The three climbers were believed to have been climbing Arrow Final when they fell. Johann Marais of Wilderness Search and Rescue (WSAR) told News24 that the bodies of the two deceased men would be secured until they could be brought down the mountain after all the other visitors had been brought down.
The surviving woman was reportedly brought down the mountain just after 10pm on Monday night.
"We thank the public for understanding the predicament and the reason why we had to call for the assistance of the cable car," Marais reportedly said.

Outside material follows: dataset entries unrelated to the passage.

//! Invoice generation and lifecycle.
//!
//! Each public operation opens exactly one store session, locks the company,
//! and commits only once every write succeeded. Returning early with an error
//! drops the session, which discards its writes.

use crate::error::{BillingError, Result};
use crate::hours::{
    format_hhmm, format_hours, hours_to_minutes, minutes_to_hours, round_currency, round_hours,
};
use crate::models::{
    month_index, Agreement, AllocationType, Company, DateRange, Invoice, InvoiceBalances,
    InvoiceLine, InvoicePeriod, InvoiceStatus, LineType, ManualLine, NewAgreement, NewInvoice,
    NewInvoiceLine, Payment, TimeRecord, UpdateInvoice,
};
use crate::services::allocator::{self, allocate, AllocationPlan};
use crate::services::balance::{
    calculate_closing_balance, calculate_opening_balance, ClosingBalance, OpeningBalance,
    RolloverLedger,
};
use crate::services::metrics::{
    SessionTally, ERRORS_TOTAL, INVOICES_GENERATED_TOTAL, INVOICE_TRANSITIONS_TOTAL,
};
use crate::services::reconciler;
use crate::services::repository::{
    AgreementProvider, BillingSession, BillingStore, InvoiceRepository, TimeRecordRepository,
};
use chrono::{Months, NaiveDate};
use rust_decimal::Decimal;
use serde::{Deserialize, Serialize};
use std::collections::{BTreeMap, HashMap};
use tracing::{debug, info, instrument, warn};

/// Manual lines sort after every system line.
const MANUAL_SORT_BASE: i32 = 100;

/// How overage beyond the available hours is treated.
#[derive(Debug, Clone, Copy, Default, PartialEq, Eq, Serialize, Deserialize)]
pub struct BillingPolicy {
    /// Bill overage on an additional-hours line instead of carrying it as
    /// negative balance. Enables the catch-up buffer.
    #[serde(default)]
    pub bill_excess_immediately: bool,
}

/// An invoice together with its lines.
#[derive(Debug, Clone, Serialize)]
pub struct InvoiceDocument {
    pub invoice: Invoice,
    pub lines: Vec<InvoiceLine>,
    /// True when an existing draft was rebuilt in place.
    pub regenerated: bool,
}

impl InvoiceDocument {
    pub fn manual_lines(&self) -> impl Iterator<Item = &InvoiceLine> {
        self.lines.iter().filter(|line| !line.is_system_generated())
    }

    pub fn system_lines(&self) -> impl Iterator<Item = &InvoiceLine> {
        self.lines.iter().filter(|line| line.is_system_generated())
    }
}

/// Figures computed for one generation run.
struct PeriodComputation {
    opening: OpeningBalance,
    closing: ClosingBalance,
    plan: AllocationPlan,
    records: Vec<TimeRecord>,
    hours_worked: Decimal,
    hours_billed_at_rate: Decimal,
    buffer_hours_billed: Decimal,
    previous_negative_balance: Decimal,
}

/// Drives invoice generation over a [`BillingStore`].
pub struct InvoiceOrchestrator<S: BillingStore> {
    store: S,
    policy: BillingPolicy,
}
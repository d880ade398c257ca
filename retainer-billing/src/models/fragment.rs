//! Allocation fragments.

use chrono::NaiveDate;
use serde::{Deserialize, Serialize};

/// Capacity pool a fragment of work is assigned to, in drain order.
#[derive(Debug, Clone, Copy, PartialEq, Eq, Hash, PartialOrd, Ord, Serialize, Deserialize)]
#[serde(rename_all = "snake_case")]
pub enum AllocationType {
    PriorMonthRetainer,
    CurrentMonthRetainer,
    CatchUp,
    BillableCatchup,
}

impl AllocationType {
    pub const ORDER: [AllocationType; 4] = [
        AllocationType::PriorMonthRetainer,
        AllocationType::CurrentMonthRetainer,
        AllocationType::CatchUp,
        AllocationType::BillableCatchup,
    ];

    pub fn as_str(&self) -> &'static str {
        match self {
            AllocationType::PriorMonthRetainer => "prior_month_retainer",
            AllocationType::CurrentMonthRetainer => "current_month_retainer",
            AllocationType::CatchUp => "catch_up",
            AllocationType::BillableCatchup => "billable_catchup",
        }
    }

    /// Covered by retainer capacity rather than billed at the hourly rate.
    pub fn is_retainer(&self) -> bool {
        matches!(
            self,
            AllocationType::PriorMonthRetainer | AllocationType::CurrentMonthRetainer
        )
    }
}

/// Portion of one time record assigned to one pool.
#[derive(Debug, Clone, PartialEq, Eq, Serialize, Deserialize)]
pub struct TimeFragment {
    pub original_record_id: i64,
    pub minutes: i64,
    pub date_worked: NaiveDate,
    pub allocation_type: AllocationType,
}
// -------------------------------------------------------------------------
// Agreements
// -------------------------------------------------------------------------

#[async_trait]
impl AgreementProvider for PgSession {
    async fn active_agreement_for(
        &mut self,
        company_id: i64,
        as_of: NaiveDate,
    ) -> Result<Option<Agreement>, AppError> {
        let timer = DB_QUERY_DURATION
            .with_label_values(&["active_agreement_for"])
            .start_timer();

        let agreement = sqlx::query_as::<_, Agreement>(&format!(
            r#"
            SELECT {AGREEMENT_COLUMNS}
            FROM agreements
            WHERE company_id = $1
              AND active_date <= $2
              AND (termination_date IS NULL OR termination_date >= $2)
            ORDER BY active_date DESC, id DESC
            LIMIT 1
            "#
        ))
        .bind(company_id)
        .bind(as_of)
        .fetch_optional(&mut *self.tx)
        .await
        .map_err(|e| AppError::DatabaseError(anyhow::anyhow!("Failed to get agreement: {}", e)))?;

        timer.observe_duration();
        Ok(agreement)
    }

    async fn get_company(&mut self, company_id: i64) -> Result<Option<Company>, AppError> {
        sqlx::query_as::<_, Company>("SELECT id, name, invoice_prefix FROM companies WHERE id = $1")
            .bind(company_id)
            .fetch_optional(&mut *self.tx)
            .await
            .map_err(|e| AppError::DatabaseError(anyhow::anyhow!("Failed to get company: {}", e)))
    }

    async fn create_agreement(&mut self, input: &NewAgreement) -> Result<Agreement, AppError> {
        let timer = DB_QUERY_DURATION
            .with_label_values(&["create_agreement"])
            .start_timer();

        let agreement = sqlx::query_as::<_, Agreement>(&format!(
            r#"
            INSERT INTO agreements (company_id, monthly_retainer_hours, catch_up_threshold_hours,
                hourly_rate, monthly_retainer_fee, rollover_months, active_date, termination_date)
            VALUES ($1, $2, $3, $4, $5, $6, $7, $8)
            RETURNING {AGREEMENT_COLUMNS}
            "#
        ))
        .bind(input.company_id)
        .bind(input.monthly_retainer_hours)
        .bind(input.catch_up_threshold_hours)
        .bind(input.hourly_rate)
        .bind(input.monthly_retainer_fee)
        .bind(input.rollover_months)
        .bind(input.active_date)
        .bind(input.termination_date)
        .fetch_one(&mut *self.tx)
        .await
        .map_err(|e| AppError::DatabaseError(anyhow::anyhow!("Failed to create agreement: {}", e)))?;

        timer.observe_duration();
        Ok(agreement)
    }
}
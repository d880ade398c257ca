//! service-core: Shared infrastructure for the retainer billing workspace.
pub mod config;
pub mod error;
pub mod observability;

pub use serde;
pub use tracing;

This image circulated on social media, showing a rescuer performing CPR on one of the climbers on a steep cliff:
Another image showed the rescue operation unfolding:
Many tourists who were stranded on the mountain during the operation were left in the dark about why the cable cars were not available to take them down the mountain.
Rescue operation happening on table mountain. Stuck up here now for 5 hours. Anyone know what's going on? pic.twitter.com/sUhUbkPsxE— Tor (@TorFitzwilliams) January 1, 2018
Yho We've Been at #TableMountain for the past 4 hours 😩— Sisanda. (@Sisa__M) January 1, 2018
This rescue operation is taking forever 😭
Dramatic rescue unfolding on #TableMountain all trams stopped, hundreds (including me) stranded on top of mountain with temperatures dropping. Emergency workers prioritizing the young and elderly.— John (@_johnzee) January 1, 2018
The cable cars became operational in the early hours of Tuesday morning.

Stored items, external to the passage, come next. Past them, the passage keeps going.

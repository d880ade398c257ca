//! Retainer billing command line entry point.

use chrono::NaiveDate;
use clap::{Parser, Subcommand};
use retainer_billing::config::BillingConfig;
use retainer_billing::models::InvoiceStatus;
use retainer_billing::services::{get_metrics, init_metrics, InvoiceOrchestrator, PgStore};
use serde::Serialize;
use service_core::observability::init_tracing;

#[derive(Parser)]
#[command(name = "retainer-billing", version, about = "Retainer invoicing with hour rollover")]
struct Cli {
    #[command(subcommand)]
    cmd: Command,
}

#[derive(Subcommand)]
enum Command {
    /// Generate (or regenerate) the invoice for a period
    Generate {
        #[arg(long)]
        company: i64,
        /// First day of the period (YYYY-MM-DD)
        #[arg(long)]
        start: NaiveDate,
        /// Last day of the period, inclusive
        #[arg(long)]
        end: NaiveDate,
    },
    /// Merge unlinked fragments of a company back together
    Recombine {
        #[arg(long)]
        company: i64,
    },
    /// Issue a draft invoice
    Issue {
        #[arg(long)]
        invoice: i64,
    },
    /// Void an invoice and release its time records
    Void {
        #[arg(long)]
        invoice: i64,
    },
    /// Restore a voided invoice
    Unvoid {
        #[arg(long)]
        invoice: i64,
        /// draft, issued or paid
        #[arg(long, default_value = "draft")]
        status: String,
    },
    /// Print Prometheus metrics
    Metrics,
}

fn print_json<T: Serialize>(value: &T) -> anyhow::Result<()> {
    println!("{}", serde_json::to_string_pretty(value)?);
    Ok(())
}

#[tokio::main]
async fn main() -> anyhow::Result<()> {
    let cli = Cli::parse();

    let config = BillingConfig::from_env().map_err(|e| {
        eprintln!("Failed to load configuration: {}", e);
        anyhow::anyhow!("Configuration error: {}", e)
    })?;

    init_tracing(&config.service_name, &config.log_level);
    init_metrics();

    tracing::info!(
        version = env!("CARGO_PKG_VERSION"),
        db_max_connections = %config.database.max_connections,
        bill_excess_immediately = config.policy.bill_excess_immediately,
        "Starting retainer-billing"
    );

    if let Command::Metrics = cli.cmd {
        print!("{}", get_metrics());
        return Ok(());
    }

    let store = PgStore::new(
        &config.database.url,
        config.database.max_connections,
        config.database.min_connections,
    )
    .await?;
    store.run_migrations().await?;

    let orchestrator = InvoiceOrchestrator::new(store, config.policy);

    match cli.cmd {
        Command::Generate {
            company,
            start,
            end,
        } => print_json(&orchestrator.generate_for_period(company, start, end).await?)?,
        Command::Recombine { company } => {
            let eliminated = orchestrator.recombine_unlinked_fragments(company).await?;
            print_json(&serde_json::json!({ "company_id": company, "eliminated": eliminated }))?
        }
        Command::Issue { invoice } => print_json(&orchestrator.issue(invoice).await?)?,
        Command::Void { invoice } => print_json(&orchestrator.void(invoice).await?)?,
        Command::Unvoid { invoice, status } => {
            let target = InvoiceStatus::parse(&status)
                .ok_or(retainer_billing::BillingError::InvalidTargetStatus(status))?;
            print_json(&orchestrator.unvoid(invoice, target).await?)?
        }
        Command::Metrics => print!("{}", get_metrics()),
    }

    Ok(())
}
use crate::error::AppError;
use config::{Config as Cfg, Environment, File};
use serde::de::DeserializeOwned;

/// Load settings of type `T` from `.env`, an optional config file and the environment.
///
/// Environment variables take precedence and use `__` as the section
/// separator, e.g. `BILLING__DATABASE__URL`.
pub fn load_settings<T: DeserializeOwned>(file_stem: &str, env_prefix: &str) -> Result<T, AppError> {
    dotenvy::dotenv().ok();

    let config = Cfg::builder()
        .add_source(File::with_name(file_stem).required(false))
        .add_source(Environment::with_prefix(env_prefix).separator("__"))
        .build()?;

    Ok(config.try_deserialize()?)
}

Our operations have resumed and our visitors are being transported down as quickly as we are able to do so. Please follow @SafetyMountain for updates on the mountain rescue.Thanks— Table Mountain C/Way (@TableMountainCa) January 1, 2018
One regular mountain hiker warned that hiking up table mountain remains extremely dangerous.

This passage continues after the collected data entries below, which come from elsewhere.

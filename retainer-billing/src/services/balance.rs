//! Opening/closing hour balances for retainer periods.
//!
//! Everything here is pure: callers pass the full history they want
//! considered and get rounded figures back.

use crate::hours::round_hours;
use rust_decimal::Decimal;
use serde::Serialize;
use std::collections::{BTreeMap, VecDeque};

/// Hours available at the start of a period.
#[derive(Debug, Clone, Default, PartialEq, Serialize)]
pub struct OpeningBalance {
    pub retainer_hours: Decimal,
    pub rollover_hours: Decimal,
    pub expired_hours: Decimal,
    pub negative_offset: Decimal,
    pub effective_retainer_hours: Decimal,
    pub total_available: Decimal,
    /// Negative balance beyond this period's retainer. Informational, never charged.
    pub invoiced_negative_balance: Decimal,
    pub remaining_negative_balance: Decimal,
}

/// How worked hours were absorbed by a period.
#[derive(Debug, Clone, Default, PartialEq, Serialize)]
pub struct ClosingBalance {
    pub hours_used_from_retainer: Decimal,
    pub hours_used_from_rollover: Decimal,
    pub unused_hours: Decimal,
    pub excess_hours: Decimal,
    pub negative_balance: Decimal,
    pub remaining_rollover: Decimal,
}

/// Compute the opening balance for a period.
///
/// `previous_months_unused` maps months-ago (1 = the previous period) to the
/// unused hours still recorded for that period.
pub fn calculate_opening_balance(
    retainer_hours: Decimal,
    previous_months_unused: &BTreeMap<u32, Decimal>,
    rollover_months: u32,
    previous_negative_balance: Decimal,
) -> OpeningBalance {
    let mut rollover_hours = Decimal::ZERO;
    let mut expired_hours = Decimal::ZERO;
    for (&months_ago, &hours) in previous_months_unused {
        if (1..=rollover_months).contains(&months_ago) {
            rollover_hours += hours;
        } else {
            expired_hours += hours;
        }
    }

    let previous_negative_balance = previous_negative_balance.max(Decimal::ZERO);
    let negative_offset = previous_negative_balance.min(retainer_hours);
    let effective_retainer_hours = retainer_hours - negative_offset;
    let remaining_negative_balance = (previous_negative_balance - retainer_hours).max(Decimal::ZERO);

    OpeningBalance {
        retainer_hours: round_hours(retainer_hours),
        rollover_hours: round_hours(rollover_hours),
        expired_hours: round_hours(expired_hours),
        negative_offset: round_hours(negative_offset),
        effective_retainer_hours: round_hours(effective_retainer_hours),
        total_available: round_hours(effective_retainer_hours + rollover_hours),
        invoiced_negative_balance: round_hours(remaining_negative_balance),
        remaining_negative_balance: round_hours(remaining_negative_balance),
    }
}

/// Compute how `hours_worked` is absorbed.
///
/// Overage beyond `total_available` becomes billable `excess_hours` only when
/// `bill_excess_immediately` is set; otherwise it is carried as negative balance.
pub fn calculate_closing_balance(
    total_available: Decimal,
    hours_worked: Decimal,
    retainer_hours: Decimal,
    rollover_hours: Decimal,
    bill_excess_immediately: bool,
    remaining_negative_balance: Decimal,
) -> ClosingBalance {
    let mut negative_balance = remaining_negative_balance;

    let (from_retainer, from_rollover, unused, excess) = if hours_worked <= retainer_hours {
        (hours_worked, Decimal::ZERO, retainer_hours - hours_worked, Decimal::ZERO)
    } else if hours_worked <= total_available {
        (retainer_hours, hours_worked - retainer_hours, Decimal::ZERO, Decimal::ZERO)
    } else {
        let overage = hours_worked - total_available;
        let from_rollover = (total_available - retainer_hours).max(Decimal::ZERO);
        if bill_excess_immediately {
            (retainer_hours, from_rollover, Decimal::ZERO, overage)
        } else {
            negative_balance += overage;
            (retainer_hours, from_rollover, Decimal::ZERO, Decimal::ZERO)
        }
    };

    ClosingBalance {
        hours_used_from_retainer: round_hours(from_retainer),
        hours_used_from_rollover: round_hours(from_rollover),
        unused_hours: round_hours(unused),
        excess_hours: round_hours(excess),
        negative_balance: round_hours(negative_balance),
        remaining_rollover: round_hours((rollover_hours - from_rollover).max(Decimal::ZERO)),
    }
}

/// Unused hours recorded for one period.
#[derive(Debug, Clone, PartialEq)]
pub struct LedgerEntry {
    pub period_key: String,
    /// Month position; months-ago is the difference between two positions.
    pub month: i32,
    pub hours: Decimal,
}

/// FIFO ledger of unused hours, oldest first.
#[derive(Debug, Clone, Default)]
pub struct RolloverLedger {
    entries: VecDeque<LedgerEntry>,
}

impl RolloverLedger {
    pub fn new() -> Self {
        Self::default()
    }

    pub fn entries(&self) -> impl Iterator<Item = &LedgerEntry> {
        self.entries.iter()
    }

    /// Unused hours keyed by months-ago relative to `current_month`.
    pub fn unused_by_months_ago(&self, current_month: i32) -> BTreeMap<u32, Decimal> {
        let mut unused = BTreeMap::new();
        for entry in &self.entries {
            let months_ago = current_month - entry.month;
            if months_ago >= 1 && entry.hours > Decimal::ZERO {
                *unused.entry(months_ago as u32).or_insert(Decimal::ZERO) += entry.hours;
            }
        }
        unused
    }

    /// Drain `hours` from eligible entries, oldest first. Returns what could not be drained.
    pub fn consume(&mut self, current_month: i32, rollover_months: u32, hours: Decimal) -> Decimal {
        let mut remaining = hours;
        for entry in self.entries.iter_mut() {
            if remaining <= Decimal::ZERO {
                break;
            }
            let months_ago = current_month - entry.month;
            if months_ago < 1 || months_ago as u32 > rollover_months {
                continue;
            }
            let take = remaining.min(entry.hours);
            entry.hours = round_hours(entry.hours - take);
            remaining -= take;
        }
        self.entries.retain(|entry| entry.hours > Decimal::ZERO);
        round_hours(remaining.max(Decimal::ZERO))
    }

    pub fn record(&mut self, period_key: impl Into<String>, month: i32, hours: Decimal) {
        if hours > Decimal::ZERO {
            self.entries.push_back(LedgerEntry {
                period_key: period_key.into(),
                month,
                hours: round_hours(hours),
            });
        }
    }

    /// Drop entries older than `rollover_months + 1` relative to `next_month`.
    ///
    /// One extra month is kept so the following period can report the expiry.
    pub fn prune(&mut self, next_month: i32, rollover_months: u32) {
        let horizon = rollover_months as i32 + 1;
        self.entries.retain(|entry| next_month - entry.month <= horizon);
    }
}

/// One period fed to [`calculate_multiple_months`].
#[derive(Debug, Clone)]
pub struct MonthInput {
    pub period_key: String,
    pub retainer_hours: Decimal,
    pub hours_worked: Decimal,
}

#[derive(Debug, Clone, PartialEq, Serialize)]
pub struct MonthSummary {
    pub period_key: String,
    pub opening: OpeningBalance,
    pub closing: ClosingBalance,
}

/// Fold opening and closing balances over consecutive periods.
pub fn calculate_multiple_months(
    months: &[MonthInput],
    rollover_months: u32,
    bill_excess_immediately: bool,
) -> Vec<MonthSummary> {
    let mut ledger = RolloverLedger::new();
    let mut negative_balance = Decimal::ZERO;
    let mut summaries = Vec::with_capacity(months.len());

    for (position, month) in months.iter().enumerate() {
        let current = position as i32;
        let opening = calculate_opening_balance(
            month.retainer_hours,
            &ledger.unused_by_months_ago(current),
            rollover_months,
            negative_balance,
        );
        let closing = calculate_closing_balance(
            opening.total_available,
            month.hours_worked,
            opening.effective_retainer_hours,
            opening.rollover_hours,
            bill_excess_immediately,
            opening.remaining_negative_balance,
        );

        ledger.consume(current, rollover_months, closing.hours_used_from_rollover);
        ledger.record(month.period_key.clone(), current, closing.unused_hours);
        ledger.prune(current + 1, rollover_months);
        negative_balance = closing.negative_balance;

        summaries.push(MonthSummary {
            period_key: month.period_key.clone(),
            opening,
            closing,
        });
    }

    summaries
}

#[cfg(test)]
mod tests {
    use super::*;

    fn h(value: i64) -> Decimal {
        Decimal::from(value)
    }

    fn month(key: &str, retainer: i64, worked: i64) -> MonthInput {
        MonthInput {
            period_key: key.to_string(),
            retainer_hours: h(retainer),
            hours_worked: h(worked),
        }
    }

    #[test]
    fn opening_splits_rollover_from_expired() {
        let unused = BTreeMap::from([(1, h(3)), (2, h(2)), (3, h(4))]);
        let opening = calculate_opening_balance(h(10), &unused, 2, Decimal::ZERO);

        assert_eq!(opening.rollover_hours, h(5));
        assert_eq!(opening.expired_hours, h(4));
        assert_eq!(opening.total_available, h(15));
    }

    #[test]
    fn zero_rollover_months_expires_everything() {
        let unused = BTreeMap::from([(1, h(3))]);
        let opening = calculate_opening_balance(h(10), &unused, 0, Decimal::ZERO);

        assert_eq!(opening.rollover_hours, Decimal::ZERO);
        assert_eq!(opening.expired_hours, h(3));
        assert_eq!(opening.total_available, h(10));
    }

    #[test]
    fn negative_balance_offsets_retainer() {
        let opening = calculate_opening_balance(h(10), &BTreeMap::new(), 2, h(15));

        assert_eq!(opening.negative_offset, h(10));
        assert_eq!(opening.effective_retainer_hours, Decimal::ZERO);
        assert_eq!(opening.invoiced_negative_balance, h(5));
        assert_eq!(opening.remaining_negative_balance, h(5));
        assert_eq!(opening.total_available, Decimal::ZERO);
    }

    #[test]
    fn partial_negative_offset() {
        let opening = calculate_opening_balance(h(10), &BTreeMap::new(), 2, h(4));

        assert_eq!(opening.negative_offset, h(4));
        assert_eq!(opening.effective_retainer_hours, h(6));
        assert_eq!(opening.remaining_negative_balance, Decimal::ZERO);
    }

    #[test]
    fn closing_within_retainer() {
        let closing = calculate_closing_balance(h(14), h(8), h(10), h(4), false, Decimal::ZERO);

        assert_eq!(closing.hours_used_from_retainer, h(8));
        assert_eq!(closing.hours_used_from_rollover, Decimal::ZERO);
        assert_eq!(closing.unused_hours, h(2));
        assert_eq!(closing.remaining_rollover, h(4));
    }

    #[test]
    fn closing_draws_on_rollover() {
        let closing = calculate_closing_balance(h(14), h(12), h(10), h(4), false, Decimal::ZERO);

        assert_eq!(closing.hours_used_from_retainer, h(10));
        assert_eq!(closing.hours_used_from_rollover, h(2));
        assert_eq!(closing.unused_hours, Decimal::ZERO);
        assert_eq!(closing.remaining_rollover, h(2));
        assert_eq!(closing.excess_hours, Decimal::ZERO);
    }

    #[test]
    fn overage_is_carried_not_billed() {
        let closing =
            calculate_closing_balance(h(10), h(12), h(10), Decimal::ZERO, false, Decimal::ZERO);

        assert_eq!(closing.excess_hours, Decimal::ZERO);
        assert_eq!(closing.negative_balance, h(2));
    }

    #[test]
    fn overage_billed_when_requested() {
        let closing = calculate_closing_balance(h(10), h(13), h(10), Decimal::ZERO, true, h(1));

        assert_eq!(closing.excess_hours, h(3));
        assert_eq!(closing.negative_balance, h(1));
    }

    #[test]
    fn carried_overage_accumulates_on_remaining_negative() {
        let closing = calculate_closing_balance(h(0), h(3), h(0), Decimal::ZERO, false, h(5));

        assert_eq!(closing.negative_balance, h(8));
        assert_eq!(closing.hours_used_from_retainer, Decimal::ZERO);
    }

    #[test]
    fn rollover_fifo_covers_exact_overage() {
        let summaries = calculate_multiple_months(
            &[month("2024-01", 10, 6), month("2024-02", 10, 14)],
            2,
            false,
        );

        assert_eq!(summaries[0].closing.unused_hours, h(4));
        assert_eq!(summaries[1].opening.rollover_hours, h(4));
        assert_eq!(summaries[1].closing.hours_used_from_rollover, h(4));
        assert_eq!(summaries[1].closing.excess_hours, Decimal::ZERO);
        assert_eq!(summaries[1].closing.negative_balance, Decimal::ZERO);
    }

    #[test]
    fn oldest_hours_are_drained_first_and_expire() {
        let summaries = calculate_multiple_months(
            &[
                month("m1", 10, 7),
                month("m2", 10, 8),
                month("m3", 10, 12),
                month("m4", 10, 10),
                month("m5", 10, 10),
            ],
            3,
            false,
        );

        // m3 uses 2h: all from m1 (3h -> 1h), m2 untouched.
        assert_eq!(summaries[2].opening.rollover_hours, h(5));
        assert_eq!(summaries[2].closing.hours_used_from_rollover, h(2));
        assert_eq!(summaries[3].opening.rollover_hours, h(3));
        // m1 is now four months back and expires.
        assert_eq!(summaries[4].opening.expired_hours, h(1));
        assert_eq!(summaries[4].opening.rollover_hours, h(2));
    }

    #[test]
    fn negative_balance_carries_into_next_month() {
        let summaries = calculate_multiple_months(
            &[month("m1", 10, 12), month("m2", 10, 5)],
            0,
            false,
        );

        assert_eq!(summaries[0].closing.negative_balance, h(2));
        assert_eq!(summaries[1].opening.negative_offset, h(2));
        assert_eq!(summaries[1].opening.effective_retainer_hours, h(8));
        assert_eq!(summaries[1].closing.unused_hours, h(3));
        assert_eq!(summaries[1].closing.negative_balance, Decimal::ZERO);
    }

    #[test]
    fn ledger_prunes_past_reporting_horizon() {
        let mut ledger = RolloverLedger::new();
        ledger.record("m0", 0, h(2));
        ledger.prune(2, 1);
        assert_eq!(ledger.entries().count(), 1);
        ledger.prune(3, 1);
        assert_eq!(ledger.entries().count(), 0);
    }
}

While figures for 2017 appear to be unavailable, Business Day reported that callouts for rescuers on Table Mountain increased from 169 in 2015 to 175 in 2016.
The WSAR told reporters that the three most common incidents were people getting lost, injured or dehydrated, and most of these were tourists.
"People underestimate Table Mountain. They misjudge the size of the mountain and they go unprepared. They don't take water with and they wear flip flops," Marais told Business Day.